In response to Ms. San Pedro’s piece, I find her reasoning to be both flawed and absurd. Under Obama’s plan, taxes will not increase for families making less than $250,000. The average college graduate makes around $46,000. In fact, the average physician with less than 10 years experience will make less than $153,000. The majority of well educated people will not be affected under Obama’s plan. Her example of the hypothetical doctor is clearly inappropriate and inadequate to describe the concerns of the average American.

On the other hand, the after-tax income of those in the top 1% has increased nearly 176% since 1979, while the middle fifth of the country has only seen an increase of 21% for the same time period. At the same time, Bush’s tax cuts have served to benefit only the richest Americans, while deepening the income inequality found in our country. Why should we be shifting the tax burden even more to the middle class, which is already struggling in the current economic crisis? And while Ms. San Pedro and others may be quick to attribute this widening gap to more educated people joining the workforce, the wages of highly educated workers (including college graduates) have fallen way behind those at the very top.

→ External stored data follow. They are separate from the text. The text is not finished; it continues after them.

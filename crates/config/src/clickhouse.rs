//! Server connection configuration

use std::collections::BTreeMap;
use std::fmt;
use std::time::Duration;

use serde::Deserialize;

/// Where and how to connect
///
/// # Example
///
/// ```toml
/// [clickhouse]
/// addr = "ch-1.internal:9000"
/// database = "analytics"
/// username = "loader"
/// password = "secret"
/// dial_timeout = "10s"
/// ```
#[derive(Debug, Clone, Deserialize)]
#[serde(default)]
pub struct ClickHouseConfig {
    /// Native protocol address, `host:port`
    pub addr: String,

    pub database: String,

    pub username: String,

    pub password: String,

    /// Quota key sent in the handshake
    pub quota_key: String,

    /// TCP connect + handshake timeout, also bounds waiting for a pooled
    /// connection
    /// Default: 30s
    #[serde(with = "humantime_serde")]
    pub dial_timeout: Duration,

    /// Buffered data is written to the socket once it passes this size
    /// Default: 1 MiB
    pub block_buffer_size: usize,
}

impl Default for ClickHouseConfig {
    fn default() -> Self {
        Self {
            addr: "127.0.0.1:9000".into(),
            database: "default".into(),
            username: "default".into(),
            password: String::new(),
            quota_key: String::new(),
            dial_timeout: Duration::from_secs(30),
            block_buffer_size: 1024 * 1024,
        }
    }
}

/// Setting value as written in TOML
///
/// The server receives every setting as a string.
#[derive(Debug, Clone, Deserialize, PartialEq)]
#[serde(untagged)]
pub enum SettingValue {
    Bool(bool),
    Int(i64),
    Float(f64),
    Text(String),
}

impl fmt::Display for SettingValue {
    fn fmt(&self, f: &mut fmt::Formatter<'_>) -> fmt::Result {
        match self {
            // the server spells booleans as 0/1
            Self::Bool(b) => write!(f, "{}", u8::from(*b)),
            Self::Int(i) => write!(f, "{i}"),
            Self::Float(x) => write!(f, "{x}"),
            Self::Text(s) => f.write_str(s),
        }
    }
}

/// Query settings sent with every query, in name order
pub type Settings = BTreeMap<String, SettingValue>;
//! Direct-write inserts
//!
//! The lower-level alternative to [`Batch`](crate::Batch) for callers that
//! drive the insert themselves:
//!
//! ```text
//! begin_insert -> block() / write_value -> write_block (any number)
//!              -> commit | rollback
//! ```
//!
//! Nothing here releases the connection; error handling is the caller's.
//! A connection with an insert in progress refuses `prepare_batch`, and a
//! batch owns its connection, so the two surfaces never overlap.

use chwire_protocol::{Block, Value};
use tracing::debug;

use crate::connection::Connection;
use crate::error::{Error, Result};
use crate::options::{OnProcess, QueryOptions};
use crate::rewrite::insert_query;

/// Insert in progress on a connection
#[derive(Debug)]
pub(crate) struct Insert {
    header: Block,
    on_process: OnProcess,
}

impl Connection {
    /// Send an INSERT and keep its header block for `block()`
    ///
    /// Failures are recorded as the connection's last error.
    pub async fn begin_insert(&mut self, query: &str, mut options: QueryOptions) -> Result<()> {
        if self.insert.is_some() {
            return Err(Error::InvalidState("insert already in progress"));
        }

        let query = insert_query(query);
        let mut on_process = std::mem::take(&mut options.on_process);
        if let Some(deadline) = options.deadline {
            self.set_deadline(deadline);
        }
        let result = self.start_insert(&query, &options.query_id, &options.settings, &mut on_process).await;
        self.clear_deadline();

        match result {
            Ok(header) => {
                debug!(query = %query, columns = header.columns(), "insert started");
                self.insert = Some(Insert { header, on_process });
                Ok(())
            }
            Err(err) => {
                self.set_last_error(Some(err.clone()));
                Err(err)
            }
        }
    }

    /// Empty block shaped like the active insert's header
    pub fn block(&self) -> Result<Block> {
        match &self.insert {
            Some(insert) => Ok(insert.header.empty_like()),
            None => Err(Error::InvalidState("no active insert")),
        }
    }

    /// Queue one data packet for the active insert
    ///
    /// No terminator, flush or response handling; see [`commit`](Self::commit).
    pub async fn write_block(&mut self, block: &Block) -> Result<()> {
        if self.insert.is_none() {
            return Err(Error::InvalidState("no active insert"));
        }
        let result = match block.validate() {
            Ok(()) => self.send_data(block, "").await,
            Err(err) => Err(err.into()),
        };
        if let Err(err) = &result {
            self.set_last_error(Some(err.clone()));
        }
        result
    }

    /// Append one value to one column of a caller-owned block
    pub fn write_value(&self, block: &mut Block, column: usize, value: impl Into<Value>) -> Result<()> {
        block.append_column(column, value.into())?;
        Ok(())
    }

    /// Finish the active insert: terminator, flush, drain the response
    pub async fn commit(&mut self) -> Result<()> {
        let Some(mut insert) = self.insert.take() else {
            return Err(Error::InvalidState("no active insert"));
        };
        let result = self.finish_insert(&mut insert.on_process).await;
        match &result {
            Ok(()) => debug!("insert committed"),
            Err(err) => self.set_last_error(Some(err.clone())),
        }
        result
    }

    async fn finish_insert(&mut self, on_process: &mut OnProcess) -> Result<()> {
        self.send_data(&Block::new(), "").await?;
        self.flush().await?;
        self.process(on_process).await
    }

    /// Abandon the active insert
    ///
    /// The server cannot be told to discard the rows already sent, so the
    /// connection is marked with `RolledBack` and its transport shut down.
    pub async fn rollback(&mut self) -> Result<()> {
        if self.insert.take().is_none() {
            return Err(Error::InvalidState("no active insert"));
        }
        self.set_last_error(Some(Error::RolledBack));
        if let Err(err) = self.shutdown().await {
            debug!(error = %err, "shutdown after rollback failed");
        }
        debug!("insert rolled back");
        Ok(())
    }
}

#[cfg(test)]
#[path = "direct_test.rs"]
mod direct_test;
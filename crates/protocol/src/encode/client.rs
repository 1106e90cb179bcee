//! Client packet encoders

use bytes::{BufMut, BytesMut};

use crate::packet::{INTERFACE_TCP, QUERY_KIND_INITIAL, SETTING_FLAG_IMPORTANT, client_code};
use crate::wire::{put_bool, put_string, put_uvarint};
use crate::{Block, CLIENT_REVISION, ClientHello, ProtocolError, Query, Result, revision};

/// Client hello, always encoded at the client's own revision
pub fn encode_hello(buf: &mut BytesMut, hello: &ClientHello) {
    put_uvarint(buf, client_code::HELLO);
    put_string(buf, &hello.client_name);
    put_uvarint(buf, hello.version_major);
    put_uvarint(buf, hello.version_minor);
    put_uvarint(buf, hello.revision);
    put_string(buf, &hello.database);
    put_string(buf, &hello.user);
    put_string(buf, &hello.password);
}

/// Post-handshake addendum (no packet code); a no-op below its revision
pub fn encode_addendum(buf: &mut BytesMut, quota_key: &str, revision: u64) {
    if revision >= revision::ADDENDUM {
        put_string(buf, quota_key);
    }
}

/// Query packet
///
/// # Errors
///
/// `Unsupported` when settings are given but the server predates
/// string-serialized settings.
pub fn encode_query(buf: &mut BytesMut, query: &Query, revision: u64) -> Result<()> {
    if !query.settings.is_empty() && revision < revision::SETTINGS_SERIALIZED_AS_STRINGS {
        return Err(ProtocolError::Unsupported(format!(
            "query settings at revision {revision}"
        )));
    }

    put_uvarint(buf, client_code::QUERY);
    put_string(buf, &query.id);

    // client info
    let info = &query.info;
    buf.put_u8(QUERY_KIND_INITIAL);
    put_string(buf, &info.initial_user);
    put_string(buf, &info.initial_query_id);
    put_string(buf, &info.initial_address);
    if revision >= revision::INITIAL_QUERY_START_TIME {
        buf.put_i64_le(0);
    }
    buf.put_u8(INTERFACE_TCP);
    put_string(buf, &info.os_user);
    put_string(buf, &info.client_hostname);
    put_string(buf, &info.client_name);
    put_uvarint(buf, info.version_major);
    put_uvarint(buf, info.version_minor);
    put_uvarint(buf, CLIENT_REVISION);
    if revision >= revision::QUOTA_KEY_IN_CLIENT_INFO {
        put_string(buf, &info.quota_key);
    }
    if revision >= revision::DISTRIBUTED_DEPTH {
        put_uvarint(buf, 0);
    }
    if revision >= revision::VERSION_PATCH {
        put_uvarint(buf, info.version_patch);
    }
    if revision >= revision::OPENTELEMETRY {
        buf.put_u8(0);
    }
    if revision >= revision::PARALLEL_REPLICAS {
        // collaborate_with_initiator, count_participating_replicas, number_of_current_replica
        put_uvarint(buf, 0);
        put_uvarint(buf, 0);
        put_uvarint(buf, 0);
    }

    for setting in &query.settings {
        put_string(buf, &setting.name);
        let flags = if setting.important { SETTING_FLAG_IMPORTANT } else { 0 };
        put_uvarint(buf, flags);
        put_string(buf, &setting.value);
    }
    put_string(buf, "");

    if revision >= revision::INTERSERVER_SECRET {
        put_string(buf, "");
    }
    put_uvarint(buf, query.stage);
    put_bool(buf, query.compression);
    put_string(buf, &query.body);
    if revision >= revision::PARAMETERS {
        put_string(buf, "");
    }
    Ok(())
}

/// Data packet carrying one block
pub fn encode_data(buf: &mut BytesMut, table: &str, block: &Block, revision: u64) {
    put_uvarint(buf, client_code::DATA);
    put_string(buf, table);
    block.encode(buf, revision);
}

pub fn encode_ping(buf: &mut BytesMut) {
    put_uvarint(buf, client_code::PING);
}

pub fn encode_cancel(buf: &mut BytesMut) {
    put_uvarint(buf, client_code::CANCEL);
}
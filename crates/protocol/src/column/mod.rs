//! Typed, append-only column buffers
//!
//! Every column of a [`Block`](crate::Block) is a `Box<dyn Column>` built by
//! [`new_column`] from the server-declared [`ColumnType`]. Appends are the
//! only place values get type-checked: an append either grows the buffer by
//! exactly one row or fails with [`ProtocolError::TypeMismatch`] and leaves
//! the buffer untouched.
//!
//! # Wire Format
//!
//! Column data is written without per-column framing; the row count comes
//! from the enclosing block header.
//!
//! ```text
//! fixed width   [rows * width bytes, little-endian]
//! String        [uvarint len][bytes] per row
//! Nullable(T)   [rows bytes null map, 1 = null][T data with defaults for nulls]
//! ```

mod date;
mod enums;
mod nullable;
mod numeric;
mod string;

use std::fmt;

use bytes::BytesMut;

use crate::{ColumnType, Result, Value};

pub use date::{DateColumn, DateTimeColumn};
pub use enums::EnumColumn;
pub use nullable::NullableColumn;
pub use numeric::{BoolColumn, Number, NumberColumn};
pub use string::{FixedStringColumn, StringColumn};

/// A typed column buffer
pub trait Column: fmt::Debug + Send + Sync {
    /// Declared type of this column
    fn column_type(&self) -> &ColumnType;

    /// Number of rows buffered
    fn rows(&self) -> usize;

    /// Append one value, coercing it to the column type
    ///
    /// # Errors
    ///
    /// Returns `TypeMismatch` if the value cannot be stored; the column is
    /// unchanged in that case.
    fn append(&mut self, value: Value) -> Result<()>;

    /// Append the type's default value (zero, empty string, ...)
    fn append_default(&mut self);

    /// Read back one row
    fn row(&self, index: usize) -> Option<Value>;

    /// Drop rows beyond `rows`
    fn truncate(&mut self, rows: usize);

    /// Serialize all buffered rows
    fn encode(&self, buf: &mut BytesMut);

    /// Deserialize `rows` rows, appending to the buffer
    fn decode(&mut self, buf: &mut &[u8], rows: usize) -> Result<()>;

    /// New empty column of the same type
    fn clone_empty(&self) -> Box<dyn Column>;
}

/// Build an empty column for a type
pub fn new_column(ty: &ColumnType) -> Box<dyn Column> {
    match ty {
        ColumnType::UInt8 => Box::new(NumberColumn::<u8>::new(ty.clone())),
        ColumnType::UInt16 => Box::new(NumberColumn::<u16>::new(ty.clone())),
        ColumnType::UInt32 => Box::new(NumberColumn::<u32>::new(ty.clone())),
        ColumnType::UInt64 => Box::new(NumberColumn::<u64>::new(ty.clone())),
        ColumnType::Int8 => Box::new(NumberColumn::<i8>::new(ty.clone())),
        ColumnType::Int16 => Box::new(NumberColumn::<i16>::new(ty.clone())),
        ColumnType::Int32 => Box::new(NumberColumn::<i32>::new(ty.clone())),
        ColumnType::Int64 => Box::new(NumberColumn::<i64>::new(ty.clone())),
        ColumnType::Float32 => Box::new(NumberColumn::<f32>::new(ty.clone())),
        ColumnType::Float64 => Box::new(NumberColumn::<f64>::new(ty.clone())),
        ColumnType::Bool => Box::new(BoolColumn::new()),
        ColumnType::String => Box::new(StringColumn::new()),
        ColumnType::FixedString(width) => Box::new(FixedStringColumn::new(*width)),
        ColumnType::Date => Box::new(DateColumn::new()),
        ColumnType::DateTime(tz) => Box::new(DateTimeColumn::new(tz.clone())),
        ColumnType::Enum8(members) => Box::new(EnumColumn::<i8>::new(ty.clone(), members.clone())),
        ColumnType::Enum16(members) => {
            Box::new(EnumColumn::<i16>::new(ty.clone(), members.clone()))
        }
        ColumnType::Nullable(inner) => Box::new(NullableColumn::new(new_column(inner))),
    }
}

#[cfg(test)]
#[path = "column_test.rs"]
mod column_test;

Our country is besieged by a host of problems, in addition to tax reform, that threaten the “American Dream,” ranging from the affordability of healthcare to the accessibility to education. It is true that programs such as Medicare and the Federal Pell Grant Program benefit from the taxes paid by hardworking Americans of all income levels. But since when did seniors and college students, people who benefit from these federal programs, become “loafers and free-riders” of the government, as she so tactfully described in her piece? Maybe Ms. San Pedro is too preoccupied with hunting “socialists” that she fails to acknowledge the gravity of the situation facing our country. Her argument reflects a lack of research on her part.

This nation needs change, the change to face these issues, and it won’t come in the form of the same eight-year-old policies that got us here in the first place.